The 10.0.0.10 just means it's accessible through my own home router for accessing the services and controls. I have 10.0.0.2-9 on reserve for my other devices, and all these internet-of-things stuff starts on 10 and goes on.
Special thanks to then UVB-76, now Agiri, for inspiring me and helping me with all these projects and teaching me the fundamentals of programming as well as electrical stuff.
The lightPi was first started as just an LED strip light controller for fun, it wasn't even for lighting. After moving to an apartment, I became lazy at turning off my lights in winter nights(I'd assume that no one wants to get out of a warm bed on a cold winter night), so I started this project so that I can switch my lights on and off without having to get out of my bed. So pretty much 50% of my projects are related to laziness, 50% for fun. In this case, something fun became super useful.
I forgot how I controlled it in the beginning, yes I have a bad memory. But right now, it is being controlled by a MOSFET(IRLB8721 N-Channel) with the gate pin connected to one of the Pi's GPIO pin. The Pi sends pull-up and pull-down signals to control the MOSFET, and the MOSFET's source pin is connected to ground on the PSU(Power Supply Unit) and drain connected to the ground on the LED strip. Also, it started as a premade LED strip, and it just wasn't bright enough to light my studio. After about 2 months, I decided to go with custom-made LED chips. Basically just soldering my own LED lights for the maximum brightness that my power supply can handle.
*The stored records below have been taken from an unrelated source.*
//! Frame normalization ahead of segmentation: grayscale conversion and a
//! fixed-size Gaussian smoothing pass to suppress single-pixel noise.

use crate::frame::{GrayFrame, RgbFrame};

/// Kernel size used by [`smooth`]. Chosen to knock out single-pixel noise
/// without washing out a small light spot.
pub const SMOOTHING_KERNEL_SIZE: usize = 5;

/// BT.601 luma conversion.
pub fn to_gray(frame: &RgbFrame) -> GrayFrame {
    let mut out = GrayFrame::filled(frame.width(), frame.height(), 0);
    for y in 0..frame.height() {
        for x in 0..frame.width() {
            let [r, g, b] = frame.pixel(x, y);
            let luma = 0.299 * r as f32 + 0.587 * g as f32 + 0.114 * b as f32;
            out.set(x, y, luma.round().clamp(0.0, 255.0) as u8);
        }
    }
    out
}

/// Conventional auto-derived Gaussian spread for a given kernel size.
pub fn auto_sigma(ksize: usize) -> f64 {
    0.3 * ((ksize as f64 - 1.0) * 0.5 - 1.0) + 0.8
}

/// Normalized 1-D Gaussian kernel of odd length `ksize`.
pub fn gaussian_kernel(ksize: usize, sigma: f64) -> Vec<f64> {
    debug_assert!(ksize % 2 == 1);
    let half = (ksize / 2) as i64;
    let mut kernel: Vec<f64> = (-half..=half)
        .map(|i| (-(i * i) as f64 / (2.0 * sigma * sigma)).exp())
        .collect();
    let sum: f64 = kernel.iter().sum();
    for w in &mut kernel {
        *w /= sum;
    }
    kernel
}

/// Separable Gaussian smoothing with border replication.
pub fn smooth(frame: &GrayFrame) -> GrayFrame {
    let ksize = SMOOTHING_KERNEL_SIZE;
    let kernel = gaussian_kernel(ksize, auto_sigma(ksize));
    let half = (ksize / 2) as i64;
    let (w, h) = (frame.width(), frame.height());

    // Horizontal pass into an f64 scratch buffer, vertical pass back to u8.
    let mut scratch = vec![0f64; w * h];
    for y in 0..h {
        for x in 0..w {
            let mut acc = 0.0;
            for (k, weight) in kernel.iter().enumerate() {
                let sx = x as i64 + k as i64 - half;
                acc += weight * frame.at_clamped(sx, y as i64) as f64;
            }
            scratch[y * w + x] = acc;
        }
    }

    let mut out = GrayFrame::filled(w, h, 0);
    for y in 0..h {
        for x in 0..w {
            let mut acc = 0.0;
            for (k, weight) in kernel.iter().enumerate() {
                let sy = (y as i64 + k as i64 - half).clamp(0, h as i64 - 1);
                acc += weight * scratch[sy as usize * w + x];
            }
            out.set(x, y, acc.round().clamp(0.0, 255.0) as u8);
        }
    }
    out
}

/// Full preprocessing stage: grayscale + smoothing. Total function of any
/// valid frame; no error conditions.
pub fn preprocess(frame: &RgbFrame) -> GrayFrame {
    smooth(&to_gray(frame))
}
I used a custom made PCB with 24 pieces of 2835 LED chips that was supposed to be used as lights in trucks. I soldered 10 of them in a ringshape given that they're 4.8W a piece, so 48W in total with 240 pieces of LEDs. Divide that by 12V that's 4A, which makes it just under the 5A rating on my 12V PSU.(it's a cut-up laptop charger I bought from eBay. Love these chargers, built-in everything including fuses. I also used these power adapters on my other projects.)
I have two goals when making stuff, whether it is a physical gadget or coding programs. The most important thing to me is that it has to work. As long as it works, I'm good. The other thing is that it has to be as simple as possible to maintain or to upgrade. I don't want a bunch of random wires, or excessive components or complex designs to just make one thing work and eventually forget what the wires were all about. So when designing this whole light thingy, I decided to go with just one PSU that powers both the Pi, as well as the LED strip. One of the perks of a Raspberry Pi is that it can be powered through the GPIO pins with a 5V supply. Problem is, I'm using a 12V charger. But that wasn't hard to fix, a 12V to 5v step-down regulator saves the day. So in the end, the 12V PSU wire connects to the LED as well as the regulator to power the Pi. And there is my goal of simplicity that one PSU powers everything, and it acts just like a regular light.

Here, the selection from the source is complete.